Please keep to the lines below from the one with "impl From<&Profile> for" through the one with "variant to render.", and restate them word for word, ends included.
______
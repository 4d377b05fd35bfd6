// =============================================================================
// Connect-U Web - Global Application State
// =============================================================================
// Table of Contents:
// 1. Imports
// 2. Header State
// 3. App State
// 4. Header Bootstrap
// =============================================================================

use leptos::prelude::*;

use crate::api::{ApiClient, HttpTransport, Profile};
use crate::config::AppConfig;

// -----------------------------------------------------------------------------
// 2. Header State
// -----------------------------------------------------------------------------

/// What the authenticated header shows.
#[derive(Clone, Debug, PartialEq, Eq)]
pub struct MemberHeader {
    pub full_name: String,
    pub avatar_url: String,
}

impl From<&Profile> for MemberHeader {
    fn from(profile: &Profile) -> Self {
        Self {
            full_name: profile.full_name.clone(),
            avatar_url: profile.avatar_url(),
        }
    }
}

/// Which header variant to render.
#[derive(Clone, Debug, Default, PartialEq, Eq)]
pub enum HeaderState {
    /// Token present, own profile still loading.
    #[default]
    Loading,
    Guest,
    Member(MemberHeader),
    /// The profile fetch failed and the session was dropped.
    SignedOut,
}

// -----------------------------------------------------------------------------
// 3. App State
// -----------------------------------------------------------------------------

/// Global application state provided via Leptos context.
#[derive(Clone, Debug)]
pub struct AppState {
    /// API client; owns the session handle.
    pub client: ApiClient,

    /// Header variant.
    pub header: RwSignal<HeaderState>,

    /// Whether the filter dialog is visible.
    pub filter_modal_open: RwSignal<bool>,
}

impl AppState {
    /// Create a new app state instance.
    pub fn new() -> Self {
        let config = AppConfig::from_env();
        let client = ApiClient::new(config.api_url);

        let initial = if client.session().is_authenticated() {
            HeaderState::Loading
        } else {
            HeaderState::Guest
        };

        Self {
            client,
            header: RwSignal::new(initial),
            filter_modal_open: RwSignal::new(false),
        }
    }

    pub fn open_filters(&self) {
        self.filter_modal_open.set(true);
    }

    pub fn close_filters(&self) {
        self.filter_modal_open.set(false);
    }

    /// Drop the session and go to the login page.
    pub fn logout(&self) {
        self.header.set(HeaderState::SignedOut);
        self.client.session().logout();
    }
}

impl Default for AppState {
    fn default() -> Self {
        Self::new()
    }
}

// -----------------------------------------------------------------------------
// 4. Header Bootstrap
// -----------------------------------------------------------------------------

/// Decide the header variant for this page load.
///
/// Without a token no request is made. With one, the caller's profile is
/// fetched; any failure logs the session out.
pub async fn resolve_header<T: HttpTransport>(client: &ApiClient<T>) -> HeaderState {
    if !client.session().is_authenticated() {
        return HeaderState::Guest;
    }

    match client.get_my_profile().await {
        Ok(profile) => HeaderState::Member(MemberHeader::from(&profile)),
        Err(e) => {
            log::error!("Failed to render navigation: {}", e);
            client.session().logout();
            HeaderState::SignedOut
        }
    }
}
______
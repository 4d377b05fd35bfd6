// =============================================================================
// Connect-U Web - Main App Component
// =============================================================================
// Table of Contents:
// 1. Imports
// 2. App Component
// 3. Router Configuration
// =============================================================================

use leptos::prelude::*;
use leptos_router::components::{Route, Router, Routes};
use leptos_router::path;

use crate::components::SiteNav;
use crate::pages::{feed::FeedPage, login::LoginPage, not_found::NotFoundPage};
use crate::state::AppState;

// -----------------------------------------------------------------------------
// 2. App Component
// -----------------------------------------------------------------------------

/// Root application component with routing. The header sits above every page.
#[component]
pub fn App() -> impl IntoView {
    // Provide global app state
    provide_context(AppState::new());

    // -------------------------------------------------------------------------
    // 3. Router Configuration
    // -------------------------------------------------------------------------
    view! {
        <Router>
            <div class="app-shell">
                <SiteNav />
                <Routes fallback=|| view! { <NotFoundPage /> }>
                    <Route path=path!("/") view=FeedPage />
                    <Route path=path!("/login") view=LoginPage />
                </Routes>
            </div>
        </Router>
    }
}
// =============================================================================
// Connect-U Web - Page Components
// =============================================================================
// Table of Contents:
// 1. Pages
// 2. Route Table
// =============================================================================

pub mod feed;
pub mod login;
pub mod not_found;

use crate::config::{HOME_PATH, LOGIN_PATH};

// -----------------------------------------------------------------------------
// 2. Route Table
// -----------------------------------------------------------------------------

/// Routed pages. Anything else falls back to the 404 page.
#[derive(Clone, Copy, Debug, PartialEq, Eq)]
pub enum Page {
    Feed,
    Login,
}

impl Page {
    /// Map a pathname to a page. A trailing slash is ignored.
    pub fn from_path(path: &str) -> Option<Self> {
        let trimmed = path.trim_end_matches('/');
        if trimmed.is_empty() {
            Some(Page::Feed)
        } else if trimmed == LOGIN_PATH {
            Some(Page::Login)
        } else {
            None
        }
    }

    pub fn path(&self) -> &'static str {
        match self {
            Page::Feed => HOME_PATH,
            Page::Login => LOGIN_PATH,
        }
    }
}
______
→ Solution for this problem:
impl From<&Profile> for MemberHeader {
    fn from(profile: &Profile) -> Self {
        Self {
            full_name: profile.full_name.clone(),
            avatar_url: profile.avatar_url(),
        }
    }
}

/// Which header variant to render.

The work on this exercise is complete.